Em um dos shows da turnê de “Foxtrot”, Peter Gabriel fez sua primeira aparição cênica nos palcos: personificando a imagem da capa do álbum, Gabriel, sem que os outros membros da banda soubessem, surgiu em uma enorme cabeça de raposa e um vestido vermelho de decote profundo, que pertencia a sua esposa. O figurino fazia alusão a um dos trechos da música “Supper’s Ready”: “Open your eyes, it’s full of surprises/Everyone lies, like the fox on the rocks”.

Personificando a imagem da capa do álbum "Foxtrot", Peter Gabriel apareceu no palco com um vestido vermelho de Ossie Clark e uma cabeça de raposa customizada (Fotomontagem/Império Retrô)

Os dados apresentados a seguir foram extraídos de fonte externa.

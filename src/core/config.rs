//! Collection configuration
//!
//! Loaded from TOML:
//!
//! ```toml
//! meta_cache_capacity = 1024
//! lock_ttl_ms = 5000
//!
//! [store]
//! type = "Redis"
//! url = "redis://127.0.0.1:6379/2"
//! ```

use crate::error::{CollectionError, Result};
use serde::{Deserialize, Serialize};
use std::num::NonZeroUsize;
use std::path::Path;
use std::time::Duration;

/// Default number of bucket metadata entries kept in the local cache
pub const DEFAULT_META_CACHE_CAPACITY: usize = 1024;

/// Default lifetime of the advisory bucket lock
pub const DEFAULT_LOCK_TTL: Duration = Duration::from_secs(5);

/// Top-level configuration
#[derive(Debug, Clone, Serialize, Deserialize, PartialEq)]
#[serde(default)]
pub struct CollectionsConfig {
    /// Capacity of the bucket metadata LRU cache
    pub meta_cache_capacity: usize,

    /// Advisory lock lifetime in milliseconds
    pub lock_ttl_ms: u64,

    /// Backing store
    pub store: StoreConfig,
}

impl Default for CollectionsConfig {
    fn default() -> Self {
        CollectionsConfig {
            meta_cache_capacity: DEFAULT_META_CACHE_CAPACITY,
            lock_ttl_ms: DEFAULT_LOCK_TTL.as_millis() as u64,
            store: StoreConfig::default(),
        }
    }
}

impl CollectionsConfig {
    pub fn from_toml_str(s: &str) -> Result<Self> {
        let config: CollectionsConfig = toml::from_str(s)?;
        config.validate()?;
        Ok(config)
    }

    pub fn load(path: impl AsRef<Path>) -> Result<Self> {
        let raw = std::fs::read_to_string(path)?;
        Self::from_toml_str(&raw)
    }

    /// Reject values that cannot be used to build collections
    pub fn validate(&self) -> Result<()> {
        self.cache_capacity()?;
        if self.lock_ttl_ms == 0 {
            return Err(CollectionError::Config(
                "lock_ttl_ms must be greater than zero".to_string(),
            ));
        }
        Ok(())
    }

    pub fn cache_capacity(&self) -> Result<NonZeroUsize> {
        NonZeroUsize::new(self.meta_cache_capacity).ok_or_else(|| {
            CollectionError::Config("meta_cache_capacity must be greater than zero".to_string())
        })
    }

    pub fn lock_ttl(&self) -> Duration {
        Duration::from_millis(self.lock_ttl_ms)
    }
}

/// Which store backs the collections
#[derive(Default, Debug, Clone, Serialize, Deserialize, PartialEq)]
#[serde(tag = "type")]
pub enum StoreConfig {
    /// In-process store (tests, embedded use)
    #[default]
    InMemory,

    /// Redis server (requires the `redis` feature)
    Redis(RedisStoreConfig),
}

/// Redis connection settings
#[derive(Debug, Clone, Serialize, Deserialize, PartialEq)]
pub struct RedisStoreConfig {
    /// Connection URL, e.g. "redis://127.0.0.1:6379/2"
    pub url: String,
}
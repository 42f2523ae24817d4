//! Error types for collection operations

use crate::core::store::StoreError;
use thiserror::Error;

/// Collection operation result type
pub type Result<T> = std::result::Result<T, CollectionError>;

/// Collection operation errors
#[derive(Error, Debug)]
pub enum CollectionError {
    /// The type has no field schema to map (nothing to flatten or populate)
    #[error("Not a record: type {0} declares no mappable fields")]
    NotARecord(&'static str),

    /// Record schema and stored fields disagree
    #[error("Schema mismatch: {0}")]
    SchemaMismatch(String),

    /// Record id or collection does not exist
    #[error("Key does not exist: {0}")]
    NotFound(String),

    /// Collection was already created
    #[error("Key already exists: {0}")]
    AlreadyExists(String),

    #[error("Bucket count {requested} too high (max {max})")]
    BucketCountTooHigh { requested: u32, max: u32 },

    #[error("Bucket count {requested} too low (min {min})")]
    BucketCountTooLow { requested: u32, min: u32 },

    /// Advisory lock is held by someone else
    #[error("Collection locked: {0}")]
    LockHeld(String),

    /// Cursor reached the snapshot count taken at construction
    #[error("End of list")]
    IteratorExhausted,

    /// Underlying store failure, surfaced verbatim
    #[error("Store error: {0}")]
    Store(#[from] StoreError),

    /// Invalid or unreadable configuration
    #[error("Configuration error: {0}")]
    Config(String),

    #[error("I/O error: {0}")]
    Io(#[from] std::io::Error),
}

impl From<toml::de::Error> for CollectionError {
    fn from(err: toml::de::Error) -> Self {
        CollectionError::Config(err.to_string())
    }
}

“Enquanto eles ficavam afinando as guitarras de 36 cordas, eu ficava com o trabalho de preencher os longos silêncios dos shows”, contou Gabriel ao site Uncut, em 2012. “Eu achei que podia manter a atenção do público sem que todos saíssem entediados para o bar. Para entreter a audiência, eu contava histórias. Comecei a usar asas de morcego e outras coisas, e fui me tornando cada vez mais estranho. Então, na turnê de Foxtrot, eu usei uma cabeça de raposa e um vestido vermelho. Minha esposa, Jill, tinha um vestido de Ossie Clark que servia em mim e tínhamos uma cabeça de raposa customizada. A primeira vez que eu tentei isso foi em uma arena de boxe, em Dublin, e foi um silêncio sepulcral. Você podia sentir o terror.”

As inúmeras personas de Peter Gabriel (Fotomontagem/Reprodução)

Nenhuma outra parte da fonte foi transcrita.